_Given data_:
______________________________

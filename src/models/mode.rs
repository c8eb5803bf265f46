use serde::{Deserialize, Serialize};

/// 转换模式
///
/// 每个模式决定重写引擎使用哪套规则表和模板。
/// `translate` 等无关的工具命令不属于本核心，不在此枚举中。
#[derive(Debug, Clone, Copy, PartialEq, Eq, Serialize, Deserialize)]
#[serde(rename_all = "snake_case")]
pub enum Mode {
    /// 普通落地页转换
    Landing,
    /// 预落地页转换
    Prelanding,
    /// 带闸门的落地页转换
    ProklaLand,
    /// 只处理表单的落地页转换
    LandForm,
    /// 落地页转预落地页（带闸门）
    LandToPreland,
    /// 只替换 order.php
    EditOrder,
}

impl Mode {
    /// 从命令文本解析模式
    pub fn parse(raw: &str) -> Option<Self> {
        match raw.trim().to_lowercase().as_str() {
            "landing" => Some(Mode::Landing),
            "prelanding" => Some(Mode::Prelanding),
            "prokla_land" => Some(Mode::ProklaLand),
            "land_form" => Some(Mode::LandForm),
            "land_to_preland" => Some(Mode::LandToPreland),
            "edit_order" => Some(Mode::EditOrder),
            _ => None,
        }
    }

    /// 输出文件名前缀
    pub fn prefix(&self) -> &'static str {
        match self {
            Mode::Landing => "Land",
            Mode::Prelanding => "Preland",
            Mode::ProklaLand => "Proklaland",
            Mode::LandForm | Mode::LandToPreland | Mode::EditOrder => "Result",
        }
    }

    /// 是否属于落地页家族（重命名 index、重建 order.php / form-scripts.js）
    pub fn is_landing_family(&self) -> bool {
        matches!(self, Mode::Landing | Mode::ProklaLand | Mode::LandForm)
    }

    /// 是否属于预落地页家族
    pub fn is_prelanding_family(&self) -> bool {
        matches!(self, Mode::Prelanding | Mode::LandToPreland)
    }

    /// 是否要求参数第一行严格为闸门 key=value
    pub fn requires_gate(&self) -> bool {
        matches!(self, Mode::ProklaLand | Mode::LandToPreland)
    }
}

impl std::fmt::Display for Mode {
    fn fmt(&self, f: &mut std::fmt::Formatter<'_>) -> std::fmt::Result {
        let name = match self {
            Mode::Landing => "landing",
            Mode::Prelanding => "prelanding",
            Mode::ProklaLand => "prokla_land",
            Mode::LandForm => "land_form",
            Mode::LandToPreland => "land_to_preland",
            Mode::EditOrder => "edit_order",
        };
        write!(f, "{}", name)
    }
}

______________________________

_Instructions for the task_:
The material above must be returned word for word, complete.

_Response to this exercise_:
filename src/models/mode.rs
repository c8eb5803bf265f46
use serde::{Deserialize, Serialize};

/// 转换模式
///
/// 每个模式决定重写引擎使用哪套规则表和模板。
/// `translate` 等无关的工具命令不属于本核心，不在此枚举中。
#[derive(Debug, Clone, Copy, PartialEq, Eq, Serialize, Deserialize)]
#[serde(rename_all = "snake_case")]
pub enum Mode {
    /// 普通落地页转换
    Landing,
    /// 预落地页转换
    Prelanding,
    /// 带闸门的落地页转换
    ProklaLand,
    /// 只处理表单的落地页转换
    LandForm,
    /// 落地页转预落地页（带闸门）
    LandToPreland,
    /// 只替换 order.php
    EditOrder,
}

impl Mode {
    /// 从命令文本解析模式
    pub fn parse(raw: &str) -> Option<Self> {
        match raw.trim().to_lowercase().as_str() {
            "landing" => Some(Mode::Landing),
            "prelanding" => Some(Mode::Prelanding),
            "prokla_land" => Some(Mode::ProklaLand),
            "land_form" => Some(Mode::LandForm),
            "land_to_preland" => Some(Mode::LandToPreland),
            "edit_order" => Some(Mode::EditOrder),
            _ => None,
        }
    }

    /// 输出文件名前缀
    pub fn prefix(&self) -> &'static str {
        match self {
            Mode::Landing => "Land",
            Mode::Prelanding => "Preland",
            Mode::ProklaLand => "Proklaland",
            Mode::LandForm | Mode::LandToPreland | Mode::EditOrder => "Result",
        }
    }

    /// 是否属于落地页家族（重命名 index、重建 order.php / form-scripts.js）
    pub fn is_landing_family(&self) -> bool {
        matches!(self, Mode::Landing | Mode::ProklaLand | Mode::LandForm)
    }

    /// 是否属于预落地页家族
    pub fn is_prelanding_family(&self) -> bool {
        matches!(self, Mode::Prelanding | Mode::LandToPreland)
    }

    /// 是否要求参数第一行严格为闸门 key=value
    pub fn requires_gate(&self) -> bool {
        matches!(self, Mode::ProklaLand | Mode::LandToPreland)
    }
}

impl std::fmt::Display for Mode {
    fn fmt(&self, f: &mut std::fmt::Formatter<'_>) -> std::fmt::Result {
        let name = match self {
            Mode::Landing => "landing",
            Mode::Prelanding => "prelanding",
            Mode::ProklaLand => "prokla_land",
            Mode::LandForm => "land_form",
            Mode::LandToPreland => "land_to_preland",
            Mode::EditOrder => "edit_order",
        };
        write!(f, "{}", name)
    }
}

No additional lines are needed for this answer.